Chronicles of my Forlorn Fate
I am me, myself, and I,
And that I’ll be until I die.
A child of bewildered nature
Now taking part in the rupture
Of our fragile little word,
Yet just a fragile little girl.
I am me, myself, and I,
And that I’ll be until I die.
Of bewildered nature born,
Brought to this world condemned to mourn
The wounds I know will never heal;
All I trust’s the pain I feel.
I am me, myself and I,
And that I’ll be until I die.
Left alone, locked in this cell,
And suddenly I’m trapped in hell;
And despite I know it will not end…
I just wish this pain would mend.
Closing my eyes I know what’s real:
Although these wounds will never heal,
Although I’m locked up in this cell,
And find myself alone in hell,
I am me, myself, and I,
And that I’ll be… until I die.
Alright. Please leave a comment and let me know if I've messed you up and should never write again, or if you, by chance, liked it...


4 Comments:
Hi aldebaran. First, thank you for recognizing World Poetry Day by writing...that's wonderful.
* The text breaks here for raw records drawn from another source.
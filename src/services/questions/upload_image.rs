use actix_multipart::Multipart;
use actix_web::{HttpRequest, HttpResponse, Result as ActixResult};
use futures_util::TryStreamExt;
use futures_util::stream::StreamExt;
use std::path::Path;

use super::QuestionService;
use crate::config::AppConfig;
use crate::middlewares::RequireTenant;
use crate::models::{ApiResponse, ErrorCode};
use crate::utils::validate_magic_bytes;

/// 上传题图
///
/// 上传先于持久化：这里只写 blob 并返回 {url, key}，调用方把引用
/// 随题目创建/更新写入数据库。调用方失败时应通过孤儿清理接口删除 blob。
pub async fn upload_question_image(
    service: &QuestionService,
    req: &HttpRequest,
    mut payload: Multipart,
) -> ActixResult<HttpResponse> {
    if RequireTenant::extract_tenant(req).is_none() {
        return Ok(HttpResponse::Unauthorized().json(ApiResponse::error_empty(
            ErrorCode::Unauthorized,
            "无法获取租户信息",
        )));
    }

    let config = AppConfig::get();
    let max_size = config.upload.max_size;
    let allowed_types = &config.upload.allowed_types;

    // 文件相关信息
    let mut file_uploaded = false;
    let mut extension = String::new();
    let mut buffer: Vec<u8> = Vec::new();

    while let Ok(Some(mut field)) = payload.try_next().await {
        let content_disposition = field.content_disposition();
        let name = content_disposition
            .and_then(|cd| cd.get_name())
            .unwrap_or_default()
            .to_string();

        if name == "file" {
            if file_uploaded {
                return Ok(HttpResponse::BadRequest().json(ApiResponse::error_empty(
                    ErrorCode::MultifileUploadNotAllowed,
                    "一次只能上传一个文件",
                )));
            }
            file_uploaded = true;

            // 先获取原始文件名
            let original_name = content_disposition
                .and_then(|cd| cd.get_filename())
                .map(|s| s.to_string())
                .unwrap_or_default();

            // 提取扩展名并校验
            extension = Path::new(&original_name)
                .extension()
                .and_then(|ext| ext.to_str())
                .map(|ext| format!(".{}", ext.to_lowercase()))
                .unwrap_or_default();

            if !allowed_types.iter().any(|t| t.to_lowercase() == extension) {
                return Ok(HttpResponse::BadRequest().json(ApiResponse::error_empty(
                    ErrorCode::FileTypeNotAllowed,
                    "不支持的图片类型",
                )));
            }

            let mut first_chunk = true;
            while let Some(chunk) = field.next().await {
                let data = chunk?;

                // 第一个 chunk 时验证魔术字节
                if first_chunk {
                    first_chunk = false;
                    if !validate_magic_bytes(&data, &extension) {
                        return Ok(HttpResponse::BadRequest().json(ApiResponse::error_empty(
                            ErrorCode::FileTypeNotAllowed,
                            "文件内容与扩展名不匹配",
                        )));
                    }
                }

                // 校验大小
                if buffer.len() + data.len() > max_size {
                    return Ok(HttpResponse::BadRequest().json(ApiResponse::error_empty(
                        ErrorCode::FileSizeExceeded,
                        "图片大小超出限制",
                    )));
                }
                buffer.extend_from_slice(&data);
            }
        }
    }

    if !file_uploaded || buffer.is_empty() {
        return Ok(HttpResponse::BadRequest().json(ApiResponse::error_empty(
            ErrorCode::FileNotFound,
            "请求中没有文件",
        )));
    }

    let media = service.get_media(req);
    match media.upload(&buffer, &extension).await {
        Ok(uploaded) => Ok(HttpResponse::Ok().json(ApiResponse::success(uploaded, "图片上传成功"))),
        Err(e) => {
            tracing::error!("{}", e.format_simple());
            Ok(
                HttpResponse::InternalServerError().json(ApiResponse::error_empty(
                    ErrorCode::MediaStorageFailed,
                    format!("图片上传失败: {e}"),
                )),
            )
        }
    }
}
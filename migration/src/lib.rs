pub use sea_orm_migration::prelude::*;

mod m20250810_000001_create_tables;

pub struct Migrator;

#[async_trait::async_trait]
impl MigratorTrait for Migrator {
    fn migrations() -> Vec<Box<dyn MigrationTrait>> {
        vec![Box::new(m20250810_000001_create_tables::Migration)]
    }
}
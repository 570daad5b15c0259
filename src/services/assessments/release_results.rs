use actix_web::{HttpRequest, HttpResponse, Result as ActixResult};
use tracing::info;

use super::AssessmentService;
use crate::middlewares::RequireTenant;
use crate::models::{ApiResponse, ErrorCode};
use crate::services::respond_storage_error;

pub async fn release_results(
    service: &AssessmentService,
    request: &HttpRequest,
    assessment_id: i64,
) -> ActixResult<HttpResponse> {
    let ctx = match RequireTenant::extract_tenant(request) {
        Some(ctx) => ctx,
        None => {
            return Ok(HttpResponse::Unauthorized().json(ApiResponse::error_empty(
                ErrorCode::Unauthorized,
                "无法获取租户信息",
            )));
        }
    };

    let storage = service.get_storage(request);
    match storage.release_results(ctx.school_id, assessment_id).await {
        Ok(assessment) => {
            info!(
                "Results released for assessment {} by user {}",
                assessment_id, ctx.user_id
            );
            Ok(HttpResponse::Ok().json(ApiResponse::success(assessment, "成绩已发布")))
        }
        Err(e) => Ok(respond_storage_error(&e)),
    }
}
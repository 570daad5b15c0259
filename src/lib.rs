//! Assessment Engine - 在线测评引擎后端服务
//!
//! 基于 Actix Web 构建的测评组卷与统计服务。
//!
//! # 架构
//! - `config`: 配置管理
//! - `entity`: SeaORM 数据库实体
//! - `errors`: 统一错误处理
//! - `media`: 题图媒体委托层
//! - `middlewares`: 租户上下文中间件
//! - `models`: 数据模型定义
//! - `routes`: API 路由层
//! - `runtime`: 运行时生命周期管理
//! - `services`: 业务逻辑层
//! - `storage`: 数据存储层（SeaORM）
//! - `utils`: 工具函数

pub mod config;
pub mod entity;
pub mod errors;
pub mod media;
pub mod middlewares;
pub mod models;
pub mod routes;
pub mod runtime;
pub mod services;
pub mod storage;
pub mod utils;
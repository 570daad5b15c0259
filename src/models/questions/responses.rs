use serde::{Deserialize, Serialize};

use crate::models::questions::entities::{CorrectAnswer, Question, QuestionOption};

/// 题目详情（带子表）
#[derive(Debug, Serialize, Deserialize)]
pub struct QuestionWithChildren {
    #[serde(flatten)]
    pub question: Question,
    pub options: Vec<QuestionOption>,
    pub correct_answers: Vec<CorrectAnswer>,
}

/// 题目列表项（带作答数）
#[derive(Debug, Serialize, Deserialize)]
pub struct QuestionListItem {
    #[serde(flatten)]
    pub question: Question,
    pub options: Vec<QuestionOption>,
    pub correct_answers: Vec<CorrectAnswer>,
    pub response_count: i64,
}

/// 题目列表响应
#[derive(Debug, Serialize, Deserialize)]
pub struct QuestionListResponse {
    pub items: Vec<QuestionListItem>,
    pub total: i64,
}

/// 题图上传响应：先上传拿到引用，再随题目创建/更新持久化
#[derive(Debug, Clone, Serialize, Deserialize)]
pub struct MediaUploadResponse {
    pub url: String,
    pub key: String,
}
You should never let anyone tell you not to write again. Many of the world's greatest writers got such advice, and we should be very glad they didn't heed it. Who knows what wonders the world lost when others stopped writing?
If you'd like a detailed critique of your work from someone who's participated in quite a few poetry workshops, drop me a line and let me know. Often when people ask for feedback, they don't really want critique, just a short opinion...so here's mine. Your poem shows promise but could use some work in some areas since some of the lines are awkward and it's a little over-the-top dramatic. Its most effective quality is its repetition, which works quite well. Again, thank you for this one.
Regards,
*deedee*
http://members.tripod.com/deedee.poetry
By LilahDeDah, Mar 21 06 12:30 PM
Dear aldebaran,
Short message.My 1st was so long it
crashed. I think you write beautifully.
I'm impressed.But I think you should
take up Lilah's offer.Sounds helpful.
About Zach, I suspect he reallly likes
you,know what I mean? Suggest you sound
him out& let him down gently if you don't reciprocate.
Thanks for writing to Cool Klutz &
being supportive.She writes very well
too & really needs support.Bye now
temujin
By temujin2020, Mar 26 06 3:34 PM
I liked it. The drama resembles what the world feels like to someone who's lonely and depressed. The amount of drama depends on the impression you're going for and the audience you write for. It's written well enough that I think you know a few of the lines are a little awkward, but I'm glad you posted it! Feel free to share more!
By kaylofgorons, Apr 24 06 5:03 PM
I thought it was great, the only thing I wasn't a big fan of is the colour, it's really hard to read!